As November looms on the horizon and summer begins, Donald Trump and Hillary Clinton must announce their candidate for Vice President in the weeks to come. Several rumours have been spread by the media but neither candidate has officially chosen someone who could potentially be the vice president of the United States. With a plethora of anger directed towards both presumptive nominees, each must pick a candidate that will help not only their campaign but also their public image.

One thing that makes Donald Trump stand out is his lack of political experience. Throughout his campaign, the business mogul has latched onto the hatred many Americans feel towards politicians, Democratic and Republican.  In a CNN interview, Trump made it clear: “I’m not a politician. Politicians are all talk and no action…and I’m the opposite.” Although Trump has won many fans with this fact, it has also been his biggest weakness. The media and many other politicians have noted his lack of know-how in the political sphere–he has been criticised for his lack of diplomatic capabilities. Trump, then, must pick a vice president who is familiar with Washington politics.

Even “The Donald” has admitted that he would want someone with political experience. Here are several possibilities for the presumptive Republican nominee:

Senator Jeff Sessions of Alabama was a proud supporter of Trump before he became the presumptive nominee. Trump supporters speculate about a partnership between Trump and Sessions. They agree on many domestic issues, including immigration and gun control. Sessions, however, has been shaky on whether he is a good option for Trump. In a State of the Union interview, the senator questioned whether or not the position was fit for him; Sessions stated that the presidential candidate hasn’t even met with him yet. Nonetheless, the senator fills the requirements Trump is looking for. Overall chance: likely.

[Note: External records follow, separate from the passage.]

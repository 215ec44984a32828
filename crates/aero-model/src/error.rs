use thiserror::Error;

#[derive(Debug, Error)]
pub enum ModelError {
    #[error("business key must not be empty")]
    EmptyBusinessKey,
    #[error("unknown feed: {0}")]
    UnknownFeed(String),
}

pub type Result<T> = std::result::Result<T, ModelError>;
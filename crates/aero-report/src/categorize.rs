//! Coarse grouping of error messages.

use std::collections::BTreeMap;

/// Category of messages without a `category: detail` shape.
pub const GENERAL_CATEGORY: &str = "General";

/// Text before the first `:`, or [`GENERAL_CATEGORY`].
pub fn error_category(message: &str) -> &str {
    match message.split_once(':') {
        Some((category, _)) => category.trim(),
        None => GENERAL_CATEGORY,
    }
}

/// Number of messages per category.
pub fn categorize_errors<'a, I>(messages: I) -> BTreeMap<String, usize>
where
    I: IntoIterator<Item = &'a str>,
{
    let mut categories = BTreeMap::new();
    for message in messages {
        *categories
            .entry(error_category(message).to_string())
            .or_insert(0) += 1;
    }
    categories
}

#[cfg(test)]
mod tests {
    use super::*;

    #[test]
    fn test_category_is_leading_token() {
        assert_eq!(
            error_category("Missing required fields: last_name"),
            "Missing required fields"
        );
        assert_eq!(
            error_category("Flight creation failed: AB123: integrity violation on flight: x"),
            "Flight creation failed"
        );
        assert_eq!(error_category("something odd"), GENERAL_CATEGORY);
    }

    #[test]
    fn test_categorize_counts() {
        let categories = categorize_errors([
            "Invalid format: email",
            "Invalid format: date_of_birth",
            "Unresolved reference: flight ZZ1 not found",
            "no colon here",
        ]);
        insta::assert_debug_snapshot!(categories, @r#"
        {
            "General": 1,
            "Invalid format": 2,
            "Unresolved reference": 1,
        }
        "#);
    }
}
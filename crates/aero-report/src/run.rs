//! Final JSON run report.

use std::collections::BTreeMap;
use std::path::{Path, PathBuf};

use aero_model::{RunStats, RunSummary};
use serde::Serialize;
use tracing::info;

use crate::error::Result;
use crate::{ensure_dir, write_json};

/// One entry of the report's `statistics` object.
#[derive(Debug, Clone, PartialEq, Serialize)]
#[serde(untagged)]
pub enum FeedEntry {
    Stats(RunStats),
    /// The file could not be processed.
    Failed { error: String },
}

/// Per-feed statistics and the aggregate summary of one run.
#[derive(Debug, Clone, PartialEq, Serialize)]
pub struct RunReport {
    pub timestamp: String,
    pub statistics: BTreeMap<String, FeedEntry>,
    pub summary: RunSummary,
}

impl RunReport {
    /// Builds the report from every feed's stats, in processing order.
    ///
    /// Entries are keyed by feed name. A feed processed for more than one
    /// file gets its later entries keyed `<feed>:<source file>`.
    pub fn new(timestamp: impl Into<String>, stats: &[RunStats]) -> Self {
        let mut statistics = BTreeMap::new();
        for feed_stats in stats {
            let mut key = feed_stats.feed.to_string();
            if statistics.contains_key(&key) {
                key = format!(
                    "{key}:{}",
                    feed_stats.source_file.as_deref().unwrap_or("unknown")
                );
            }
            let entry = match &feed_stats.failure {
                Some(error) => FeedEntry::Failed {
                    error: error.clone(),
                },
                None => FeedEntry::Stats(feed_stats.clone()),
            };
            statistics.insert(key, entry);
        }
        Self {
            timestamp: timestamp.into(),
            statistics,
            summary: RunSummary::from_stats(stats),
        }
    }

    /// Writes `etl_report_<timestamp>.json` into `output_dir`.
    pub fn write(&self, output_dir: &Path) -> Result<PathBuf> {
        ensure_dir(output_dir)?;
        let path = output_dir.join(format!("etl_report_{}.json", self.timestamp));
        write_json(&path, self)?;
        info!(path = %path.display(), "run report written");
        Ok(path)
    }
}
//! The persistence collaborator the loaders write through.

use std::collections::BTreeMap;

use aero_model::{DocumentTypeId, Fare, Flight, NewPassengerDocument, Passenger};
use uuid::Uuid;

use crate::error::StoreError;

/// Single-entity create operations over a relational store.
///
/// Every create either persists the record and returns its identifier or
/// fails without side effects. `commit` is the checkpoint that makes
/// created records durable.
pub trait Store {
    /// Current document-type code to identifier table.
    fn document_type_ids(&self) -> Result<BTreeMap<String, DocumentTypeId>, StoreError>;

    fn create_passenger(&mut self, passenger: &Passenger) -> Result<Uuid, StoreError>;

    fn create_passenger_document(
        &mut self,
        document: &NewPassengerDocument,
    ) -> Result<Uuid, StoreError>;

    fn create_flight(&mut self, flight: &Flight) -> Result<Uuid, StoreError>;

    fn create_fare(&mut self, fare: &Fare) -> Result<Uuid, StoreError>;

    fn commit(&mut self) -> Result<(), StoreError>;
}
use chrono::NaiveDate;
use serde::{Deserialize, Serialize};
use std::collections::BTreeMap;

/// Shares bought for one asset at its first valid close.
#[derive(Debug, Clone, PartialEq, Serialize, Deserialize)]
pub struct Holding {
    pub symbol: String,
    pub initial_price: f64,
    pub shares: f64,
}

#[derive(Debug, Clone, PartialEq, Serialize, Deserialize)]
pub struct AssetAllocation {
    pub value: f64,
    pub weight_pct: f64,
    pub shares: f64,
    pub current_price: f64,
    pub initial_price: f64,
}

/// Point-in-time analytics for the equal-weight portfolio, rounded for display
/// (2 dp for money, percentages and the ratio, 4 dp for share counts).
#[derive(Debug, Clone, PartialEq, Serialize, Deserialize)]
pub struct PortfolioMetrics {
    pub total_value: f64,
    pub initial_value: f64,
    pub total_return_pct: f64,
    pub volatility_pct: f64,
    /// Exactly 0.0 whenever `volatility_pct` is zero, whatever the return.
    pub sharpe_ratio: f64,
    pub asset_returns: BTreeMap<String, f64>,
    pub allocations: BTreeMap<String, AssetAllocation>,
}

#[derive(Debug, Clone, PartialEq, Serialize, Deserialize)]
pub struct PerformancePoint {
    pub date: NaiveDate,
    pub value: f64,
}
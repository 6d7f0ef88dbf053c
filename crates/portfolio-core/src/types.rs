use chrono::NaiveDate;
use serde::{Deserialize, Serialize};

/// One daily OHLCV observation for a single asset.
///
/// Only `close` feeds the analytics; the remaining fields are carried through
/// untouched for display. A provider that has no usable close for the day
/// leaves it as `None`.
#[derive(Debug, Clone, PartialEq, Serialize, Deserialize)]
pub struct PricePoint {
    pub date: NaiveDate,
    pub open: f64,
    pub high: f64,
    pub low: f64,
    #[serde(default)]
    pub close: Option<f64>,
    pub volume: f64,
}

impl PricePoint {
    /// The close price, or `None` when it is missing or not a finite number.
    pub fn close_value(&self) -> Option<f64> {
        self.close.filter(|c| c.is_finite())
    }
}

/// Daily history for one asset, in whatever order the provider returned it.
pub type PriceSeries = Vec<PricePoint>;

/// Descriptive reference data for a ticker.
#[derive(Debug, Clone, PartialEq, Serialize, Deserialize)]
pub struct TickerInfo {
    pub name: String,
    pub sector: String,
    pub industry: String,
}

impl TickerInfo {
    /// Placeholder used when the provider has no reference data for `symbol`.
    pub fn fallback(symbol: &str) -> Self {
        Self {
            name: symbol.to_string(),
            sector: "N/A".to_string(),
            industry: "N/A".to_string(),
        }
    }
}
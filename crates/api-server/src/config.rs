use anyhow::{bail, Context, Result};
use chrono::{DateTime, Duration, Utc};
use serde::Serialize;
use std::collections::HashSet;
use std::env;

/// Equal-weight universe used when `PORTFOLIO_TICKERS` is not set.
pub const DEFAULT_TICKERS: &[&str] = &[
    "AAPL", "MSFT", "GOOGL", "NVDA", "TSLA", "PLTR", "AMD", "INTC", "IBM", "ORCL", "CSCO", "ADBE",
    "CRM", "QCOM", "TXN", "AVGO", "MU", "LRCX", "SNPS", "NOW", "UBER", "LYFT", "TWTR", "SNAP",
    "PINS", "SPOT", "NFLX", "DIS", "AMZN", "SHOP", "SQ", "PYPL", "V", "MA", "AXP", "BAC", "JPM",
    "C", "WFC", "GS", "MS", "BLK", "TROW", "SCHW", "VTI", "VOO", "IVV", "QQQ", "DIA", "SPY", "EEM",
    "IWM",
];

#[derive(Debug, Clone, Serialize)]
pub struct PortfolioConfig {
    pub tickers: Vec<String>,
    pub portfolio_value: f64,     // 100000
    pub lookback_days: i64,       // 1825 (5 years)
    pub risk_free_rate_pct: f64,  // 4.0
    #[serde(skip)]
    pub polygon_api_key: String,
    pub polygon_rate_limit: usize, // 500 req/min, free tier should use 5
    pub port: u16,                 // 5000
}

impl PortfolioConfig {
    pub fn from_env() -> Result<Self> {
        Self::from_lookup(|key| env::var(key).ok())
    }

    fn from_lookup(get: impl Fn(&str) -> Option<String>) -> Result<Self> {
        let tickers = match get("PORTFOLIO_TICKERS") {
            Some(raw) => parse_tickers(&raw),
            None => DEFAULT_TICKERS.iter().map(|t| t.to_string()).collect(),
        };

        let config = Self {
            tickers,
            portfolio_value: get("PORTFOLIO_VALUE")
                .unwrap_or_else(|| "100000".to_string())
                .parse()
                .context("PORTFOLIO_VALUE must be a number")?,
            lookback_days: get("LOOKBACK_DAYS")
                .unwrap_or_else(|| "1825".to_string())
                .parse()
                .context("LOOKBACK_DAYS must be an integer")?,
            risk_free_rate_pct: get("RISK_FREE_RATE")
                .unwrap_or_else(|| "4.0".to_string())
                .parse()
                .context("RISK_FREE_RATE must be a number")?,
            polygon_api_key: get("POLYGON_API_KEY")
                .filter(|k| !k.trim().is_empty())
                .context("POLYGON_API_KEY not set")?,
            polygon_rate_limit: get("POLYGON_RATE_LIMIT")
                .unwrap_or_else(|| "500".to_string())
                .parse()
                .context("POLYGON_RATE_LIMIT must be a positive integer")?,
            port: get("API_PORT")
                .unwrap_or_else(|| "5000".to_string())
                .parse()
                .context("API_PORT must be a valid port")?,
        };

        config.validate()?;
        Ok(config)
    }

    pub fn validate(&self) -> Result<()> {
        if !self.portfolio_value.is_finite() || self.portfolio_value <= 0.0 {
            bail!("PORTFOLIO_VALUE must be positive, got {}", self.portfolio_value);
        }
        if self.lookback_days <= 0 {
            bail!("LOOKBACK_DAYS must be positive, got {}", self.lookback_days);
        }
        if !self.risk_free_rate_pct.is_finite() {
            bail!("RISK_FREE_RATE must be finite");
        }
        if self.polygon_rate_limit == 0 {
            bail!("POLYGON_RATE_LIMIT must be at least 1");
        }
        if self.tickers.is_empty() {
            bail!("PORTFOLIO_TICKERS must list at least one ticker");
        }
        let mut seen = HashSet::new();
        if let Some(dup) = self.tickers.iter().find(|t| !seen.insert(t.as_str())) {
            bail!("PORTFOLIO_TICKERS lists {} more than once", dup);
        }
        Ok(())
    }

    /// `(from, to)` for the configured lookback, ending now.
    pub fn lookback_window(&self) -> (DateTime<Utc>, DateTime<Utc>) {
        let to = Utc::now();
        (to - Duration::days(self.lookback_days), to)
    }
}

fn parse_tickers(raw: &str) -> Vec<String> {
    raw.split(',')
        .map(|s| s.trim().to_uppercase())
        .filter(|s| !s.is_empty())
        .collect()
}
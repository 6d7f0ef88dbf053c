use chrono::NaiveDate;
use portfolio_core::{PriceSeries, PricePoint};
use std::collections::{BTreeMap, HashMap};

/// One asset's close prices keyed by calendar date.
///
/// Built from raw provider points: later points for the same date replace
/// earlier ones, and a point without a usable close clears that date.
/// Everything before the first strictly positive close is outside the
/// asset's valid window and is ignored by the valid-window accessors.
#[derive(Debug, Clone, Default, PartialEq)]
pub struct NormalizedSeries {
    closes: BTreeMap<NaiveDate, f64>,
    first_valid: Option<NaiveDate>,
}

impl NormalizedSeries {
    pub fn from_points(points: &[PricePoint]) -> Self {
        let mut closes = BTreeMap::new();
        for point in points {
            match point.close_value() {
                Some(close) => {
                    closes.insert(point.date, close);
                }
                None => {
                    closes.remove(&point.date);
                }
            }
        }

        let first_valid = closes
            .iter()
            .find(|(_, close)| **close > 0.0)
            .map(|(date, _)| *date);

        Self {
            closes,
            first_valid,
        }
    }

    /// Date of the first strictly positive close.
    pub fn first_valid(&self) -> Option<NaiveDate> {
        self.first_valid
    }

    pub fn is_usable(&self) -> bool {
        self.first_valid.is_some()
    }

    /// Close at the first valid date.
    pub fn initial_price(&self) -> Option<f64> {
        self.first_valid
            .and_then(|date| self.closes.get(&date).copied())
    }

    /// Close on the latest quoted date.
    pub fn latest_close(&self) -> Option<f64> {
        self.valid_closes().last().map(|(_, close)| close)
    }

    /// Close on `date` if it lies in the valid window and was quoted.
    pub fn close_on(&self, date: NaiveDate) -> Option<f64> {
        match self.first_valid {
            Some(start) if date >= start => self.closes.get(&date).copied(),
            _ => None,
        }
    }

    /// Dated closes from the first valid date onward, ascending.
    pub fn valid_closes(&self) -> impl DoubleEndedIterator<Item = (NaiveDate, f64)> + '_ {
        self.first_valid.into_iter().flat_map(move |start| {
            self.closes
                .range(start..)
                .map(|(date, close)| (*date, *close))
        })
    }

    /// Number of quoted dates, including any before the valid window.
    pub fn len(&self) -> usize {
        self.closes.len()
    }

    pub fn is_empty(&self) -> bool {
        self.closes.is_empty()
    }
}

/// Normalize the series of every requested asset, in request order.
///
/// Assets absent from `series_by_asset` get an empty (unusable) series;
/// entries for assets that were not requested are ignored.
pub fn normalize(
    series_by_asset: &HashMap<String, PriceSeries>,
    assets: &[String],
) -> Vec<(String, NormalizedSeries)> {
    assets
        .iter()
        .map(|symbol| {
            let normalized = series_by_asset
                .get(symbol)
                .map(|points| NormalizedSeries::from_points(points))
                .unwrap_or_default();
            if !normalized.is_usable() {
                tracing::debug!(
                    "{} has no positive close in {} quoted days, excluding it",
                    symbol,
                    normalized.len()
                );
            }
            (symbol.clone(), normalized)
        })
        .collect()
}
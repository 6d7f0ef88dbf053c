pub mod allocation;
pub mod engine;
pub mod metrics;
pub mod models;
pub mod normalizer;
pub mod shared_math;
pub mod timeline;

pub use allocation::{Allocation, Position};
pub use engine::{compute_metrics, compute_performance_timeline, DEFAULT_RISK_FREE_RATE_PCT};
pub use metrics::{MetricsAggregator, MetricsBreakdown};
pub use models::*;
pub use normalizer::{normalize, NormalizedSeries};
pub use timeline::TimelineReconstructor;
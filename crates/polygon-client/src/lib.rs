use async_trait::async_trait;
use chrono::{DateTime, Utc};
use portfolio_core::{MarketDataError, PricePoint, PriceHistorySource, PriceSeries, TickerInfo};
use reqwest::Client;
use serde::Deserialize;
use std::collections::VecDeque;
use std::sync::Arc;
use std::time::Duration;
use tokio::sync::Mutex;
use tokio::time::Instant;

pub mod history;

pub use history::{fetch_histories, fetch_ticker_infos};

const BASE_URL: &str = "https://api.polygon.io";
const MAX_RETRIES: u32 = 3;

/// Sliding-window rate limiter: at most `max_requests` per `window` duration.
#[derive(Clone)]
struct RateLimiter {
    timestamps: Arc<Mutex<VecDeque<Instant>>>,
    max_requests: usize,
    window: Duration,
}

impl RateLimiter {
    fn new(max_requests: usize, window: Duration) -> Self {
        Self {
            timestamps: Arc::new(Mutex::new(VecDeque::new())),
            max_requests: max_requests.max(1),
            window,
        }
    }

    async fn acquire(&self) {
        loop {
            let mut ts = self.timestamps.lock().await;
            let now = Instant::now();

            // Remove timestamps outside the window
            while let Some(&front) = ts.front() {
                if now.duration_since(front) >= self.window {
                    ts.pop_front();
                } else {
                    break;
                }
            }

            if ts.len() < self.max_requests {
                ts.push_back(now);
                return;
            }

            // Wait until the oldest request falls out of the window
            let sleep_dur = match ts.front() {
                Some(&oldest) => (oldest + self.window).saturating_duration_since(now),
                None => Duration::ZERO,
            } + Duration::from_millis(50);
            drop(ts);
            tracing::debug!(
                "Rate limiter: waiting {:.1}s for Polygon API slot",
                sleep_dur.as_secs_f64()
            );
            tokio::time::sleep(sleep_dur).await;
        }
    }
}

/// Polygon.io REST client for daily aggregates and ticker reference data.
#[derive(Clone)]
pub struct PolygonClient {
    api_key: String,
    client: Client,
    rate_limiter: RateLimiter,
}

impl PolygonClient {
    /// `rate_limit` is requests per minute. Free tier keys should use 5.
    pub fn new(api_key: String, rate_limit: usize) -> Self {
        let client = Client::builder()
            .timeout(Duration::from_secs(90))
            .build()
            .unwrap_or_else(|_| Client::new());

        Self {
            api_key,
            client,
            rate_limiter: RateLimiter::new(rate_limit, Duration::from_secs(60)),
        }
    }

    /// Send a request with rate limiting and automatic 429 retry.
    async fn send_request(
        &self,
        builder: reqwest::RequestBuilder,
    ) -> Result<reqwest::Response, MarketDataError> {
        let request = builder
            .build()
            .map_err(|e| MarketDataError::ApiError(e.to_string()))?;

        for attempt in 0..MAX_RETRIES {
            self.rate_limiter.acquire().await;
            let req_clone = request
                .try_clone()
                .ok_or_else(|| MarketDataError::ApiError("Cannot clone request".to_string()))?;
            let response = self
                .client
                .execute(req_clone)
                .await
                .map_err(|e| MarketDataError::ApiError(e.to_string()))?;

            if response.status().as_u16() != 429 {
                return Ok(response);
            }

            let wait_secs = 15u64;
            tracing::warn!(
                "Polygon 429 rate limited, waiting {}s before retry {}/{}",
                wait_secs,
                attempt + 1,
                MAX_RETRIES
            );
            tokio::time::sleep(Duration::from_secs(wait_secs)).await;
        }

        Err(MarketDataError::RateLimited(MAX_RETRIES))
    }

    async fn check_status(response: reqwest::Response) -> Result<reqwest::Response, MarketDataError> {
        let status = response.status();
        if status.is_success() {
            return Ok(response);
        }
        Err(MarketDataError::HttpStatus {
            status: status.as_u16(),
            body: response.text().await.unwrap_or_default(),
        })
    }

    /// Split-adjusted daily bars for `symbol` between `from` and `to`, oldest first.
    pub async fn get_daily_history(
        &self,
        symbol: &str,
        from: DateTime<Utc>,
        to: DateTime<Utc>,
    ) -> Result<PriceSeries, MarketDataError> {
        let url = format!(
            "{}/v2/aggs/ticker/{}/range/1/day/{}/{}",
            BASE_URL,
            symbol,
            from.format("%Y-%m-%d"),
            to.format("%Y-%m-%d")
        );

        let response = self
            .send_request(self.client.get(&url).query(&[
                ("apiKey", self.api_key.as_str()),
                ("adjusted", "true"),
                ("sort", "asc"),
                ("limit", "50000"),
            ]))
            .await?;
        let response = Self::check_status(response).await?;

        let agg_response: AggregateResponse = response
            .json()
            .await
            .map_err(|e| MarketDataError::InvalidResponse(e.to_string()))?;

        let series = aggregates_to_series(agg_response.results);
        tracing::debug!("Fetched {} daily bars for {}", series.len(), symbol);
        Ok(series)
    }

    /// Name and industry for `symbol`. Polygon has no sector field, so it is reported as `N/A`.
    pub async fn get_ticker_info(&self, symbol: &str) -> Result<TickerInfo, MarketDataError> {
        let url = format!("{}/v3/reference/tickers/{}", BASE_URL, symbol);

        let response = self
            .send_request(self.client.get(&url).query(&[("apiKey", &self.api_key)]))
            .await?;
        let response = Self::check_status(response).await?;

        let details_response: TickerDetailsResponse = response
            .json()
            .await
            .map_err(|e| MarketDataError::InvalidResponse(e.to_string()))?;

        Ok(details_response.results.into_info(symbol))
    }
}

#[async_trait]
impl PriceHistorySource for PolygonClient {
    async fn daily_history(
        &self,
        symbol: &str,
        from: DateTime<Utc>,
        to: DateTime<Utc>,
    ) -> Result<PriceSeries, MarketDataError> {
        self.get_daily_history(symbol, from, to).await
    }

    async fn ticker_info(&self, symbol: &str) -> Result<TickerInfo, MarketDataError> {
        self.get_ticker_info(symbol).await
    }
}

/// Convert raw aggregate bars to price points keyed by UTC calendar date.
///
/// Bars with an unparseable timestamp are dropped. A bar without a close keeps
/// its date with `close: None`.
fn aggregates_to_series(results: Vec<AggregateResult>) -> PriceSeries {
    results
        .into_iter()
        .filter_map(|r| {
            let timestamp = DateTime::from_timestamp_millis(r.t)?;
            Some(PricePoint {
                date: timestamp.date_naive(),
                open: r.o.unwrap_or_default(),
                high: r.h.unwrap_or_default(),
                low: r.l.unwrap_or_default(),
                close: r.c,
                volume: r.v.unwrap_or_default(),
            })
        })
        .collect()
}

// Response structures
#[derive(Debug, Deserialize)]
struct AggregateResponse {
    #[serde(default)]
    results: Vec<AggregateResult>,
}

#[derive(Debug, Deserialize)]
struct AggregateResult {
    t: i64,         // timestamp (ms)
    o: Option<f64>, // open
    h: Option<f64>, // high
    l: Option<f64>, // low
    c: Option<f64>, // close
    v: Option<f64>, // volume
}

#[derive(Debug, Deserialize)]
struct TickerDetailsResponse {
    results: TickerDetails,
}

#[derive(Debug, Deserialize)]
struct TickerDetails {
    #[serde(default)]
    name: Option<String>,
    #[serde(default)]
    sic_description: Option<String>,
}

impl TickerDetails {
    fn into_info(self, symbol: &str) -> TickerInfo {
        let fallback = TickerInfo::fallback(symbol);
        TickerInfo {
            name: self.name.filter(|n| !n.is_empty()).unwrap_or(fallback.name),
            sector: fallback.sector,
            industry: self
                .sic_description
                .filter(|s| !s.is_empty())
                .unwrap_or(fallback.industry),
        }
    }
}
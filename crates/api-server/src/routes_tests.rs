use super::*;
use async_trait::async_trait;
use axum::body::Body;
use axum::http::Request;
use chrono::{DateTime, NaiveDate, Utc};
use portfolio_core::{MarketDataError, PricePoint, PriceSeries, TickerInfo};
use serde_json::Value;
use std::collections::HashMap;
use tower::ServiceExt;

/// In-memory provider: known symbols return their fixed series, anything else 404s.
struct StaticSource {
    series: HashMap<String, PriceSeries>,
}

#[async_trait]
impl PriceHistorySource for StaticSource {
    async fn daily_history(
        &self,
        symbol: &str,
        _from: DateTime<Utc>,
        _to: DateTime<Utc>,
    ) -> Result<PriceSeries, MarketDataError> {
        self.series
            .get(symbol)
            .cloned()
            .ok_or_else(|| MarketDataError::HttpStatus {
                status: 404,
                body: format!("unknown ticker {}", symbol),
            })
    }

    async fn ticker_info(&self, symbol: &str) -> Result<TickerInfo, MarketDataError> {
        match symbol {
            "A" => Ok(TickerInfo {
                name: "Alpha Corp".to_string(),
                sector: "N/A".to_string(),
                industry: "SEMICONDUCTORS".to_string(),
            }),
            _ => Err(MarketDataError::InvalidResponse("no details".to_string())),
        }
    }
}

fn series(closes: &[f64]) -> PriceSeries {
    closes
        .iter()
        .enumerate()
        .map(|(i, c)| PricePoint {
            date: NaiveDate::from_ymd_opt(2024, 2, 5).unwrap() + chrono::Days::new(i as u64),
            open: c - 0.004,
            high: c + 0.126,
            low: c - 0.5,
            close: Some(*c),
            volume: 1_234_567.0,
        })
        .collect()
}

fn app(tickers: &[&str], data: &[(&str, Vec<f64>)], capital: f64) -> Router {
    let config = PortfolioConfig {
        tickers: tickers.iter().map(|t| t.to_string()).collect(),
        portfolio_value: capital,
        lookback_days: 30,
        risk_free_rate_pct: 4.0,
        polygon_api_key: "pk_test".to_string(),
        polygon_rate_limit: 5,
        port: 0,
    };
    let source = StaticSource {
        series: data
            .iter()
            .map(|(s, closes)| (s.to_string(), series(closes)))
            .collect(),
    };
    build_router(AppState {
        config: Arc::new(config),
        source: Arc::new(source),
    })
}

async fn get_json(app: Router, uri: &str) -> (StatusCode, Value) {
    let response = app
        .oneshot(Request::builder().uri(uri).body(Body::empty()).unwrap())
        .await
        .unwrap();
    let status = response.status();
    let bytes = axum::body::to_bytes(response.into_body(), usize::MAX)
        .await
        .unwrap();
    (status, serde_json::from_slice(&bytes).unwrap())
}

#[tokio::test]
async fn test_health_check() {
    let (status, body) = get_json(app(&["A"], &[], 100.0), "/api/health").await;
    assert_eq!(status, StatusCode::OK);
    assert_eq!(body["status"], "healthy");
    assert!(body["timestamp"].is_string());
}

#[tokio::test]
async fn test_portfolio_data_omits_tickers_without_data() {
    let router = app(
        &["A", "B", "C"],
        &[("A", vec![10.0, 10.0, 12.0]), ("B", vec![20.0, 20.0, 25.0])],
        150.0,
    );
    let (status, body) = get_json(router, "/api/portfolio-data").await;

    assert_eq!(status, StatusCode::OK);
    assert_eq!(body["success"], true);
    assert!(body["error"].is_null());

    let data = &body["data"];
    assert_eq!(data["tickers"], serde_json::json!(["A", "B"]));
    assert_eq!(data["portfolio_value"], 150.0);
    assert!(data["assets"].get("C").is_none());

    // C is requested but unusable, so a third of the capital stays undeployed.
    let metrics = &data["metrics"];
    assert_eq!(metrics["initial_value"], 100.0);
    assert_eq!(metrics["total_value"], 122.5);
    assert_eq!(metrics["total_return_pct"], 22.5);
    assert_eq!(metrics["allocations"]["A"]["shares"], 5.0);
    assert_eq!(metrics["asset_returns"]["B"], 25.0);
}

#[tokio::test]
async fn test_portfolio_data_rounds_history_and_falls_back_on_info() {
    let router = app(&["A", "B"], &[("A", vec![10.0, 11.0]), ("B", vec![20.0, 21.0])], 100.0);
    let (status, body) = get_json(router, "/api/portfolio-data").await;
    assert_eq!(status, StatusCode::OK);

    let a = &body["data"]["assets"]["A"];
    assert_eq!(a["info"]["name"], "Alpha Corp");
    assert_eq!(a["history"][0]["date"], "2024-02-05");
    assert_eq!(a["history"][0]["open"], 10.0);
    assert_eq!(a["history"][0]["high"], 10.13);
    assert_eq!(a["history"][0]["volume"], 1_234_567);

    let b = &body["data"]["assets"]["B"];
    assert_eq!(b["info"]["name"], "B");
    assert_eq!(b["info"]["sector"], "N/A");
    assert_eq!(b["info"]["industry"], "N/A");
}

#[tokio::test]
async fn test_portfolio_data_without_any_data_is_server_error() {
    let (status, body) = get_json(app(&["X", "Y"], &[], 100.0), "/api/portfolio-data").await;
    assert_eq!(status, StatusCode::INTERNAL_SERVER_ERROR);
    assert_eq!(body["success"], false);
    assert!(body["data"].is_null());
    assert!(body["error"].as_str().unwrap().contains("No price data"));
}

#[tokio::test]
async fn test_performance_timeline() {
    let router = app(
        &["A", "B", "C"],
        &[("A", vec![10.0, 10.0, 12.0]), ("B", vec![20.0, 20.0, 25.0])],
        150.0,
    );
    let (status, body) = get_json(router, "/api/portfolio-performance").await;

    assert_eq!(status, StatusCode::OK);
    assert_eq!(body["success"], true);
    let points = body["data"].as_array().unwrap();
    assert_eq!(points.len(), 3);
    assert_eq!(points[0]["date"], "2024-02-05");
    assert_eq!(points[0]["value"], 100.0);
    assert_eq!(points[2]["value"], 122.5);
}

#[tokio::test]
async fn test_performance_without_data_is_not_found() {
    let (status, body) = get_json(app(&["X"], &[], 100.0), "/api/portfolio-performance").await;
    assert_eq!(status, StatusCode::NOT_FOUND);
    assert_eq!(body["success"], false);
    assert_eq!(body["error"], "No data available");
}

#[tokio::test]
async fn test_performance_with_only_non_positive_prices_is_not_found() {
    let router = app(&["A"], &[("A", vec![0.0, 0.0])], 100.0);
    let (status, body) = get_json(router, "/api/portfolio-performance").await;
    assert_eq!(status, StatusCode::NOT_FOUND);
    assert_eq!(body["success"], false);
}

Sessions isn’t the only senator who might join Trump on the campaign trail; Senator Bob Corker of Tennessee is a viable option as well. Not only does he have the political understanding Trump is looking for, but he is also chairman of the Foreign Relations Senate Committee. Corker could be Trump’s answer to any criticism the nominee faces regarding foreign policy. Both met at Trump Towers recently to discuss China and Russia. While Trump would be thankful to have the senator by his side, Bob Corker has not shown any enthusiasm or willingness to be a vice president. If Corker shows more eagerness for the position, his overall chance will be: very likely.

Many Republicans know Newt Gingrich, a former House Speaker and candidate for the GOP nomination in 2012, is not shy when talking about Donald Trump. From his tweets on Twitter to his interviews as a political consultant, Gingrich has become part of the inner circle and is a possible option for Trump. With Gingrich by his side, Trump would be able to rely on years of political experience. Most importantly, though, Trump would have a Republican favourite. Many of the other options are unknown by many, but Gingrich has had media success. Overall chance: very likely.

Senator Jeff Sessions stands alongside Donald Trump. Sessions was an early supporter of Trump and is a VP option for the presumptive Republican nominee. (Photo: Sharon Steinmann/AL)

Senator Jeff Sessions stands alongside Donald Trump. Sessions was an early supporter of Trump and is a VP option for the presumptive Republican nominee. (Photo: Sharon Steinmann/AL)

The Democratic pick is just as tricky for former Secretary of State Hillary Clinton. Although her favourability rating is not as low as Trump’s, she faces a growing trend of distrust among the American people. Who, then, can she pick that will show American voters that she is exceptional enough to lead as president?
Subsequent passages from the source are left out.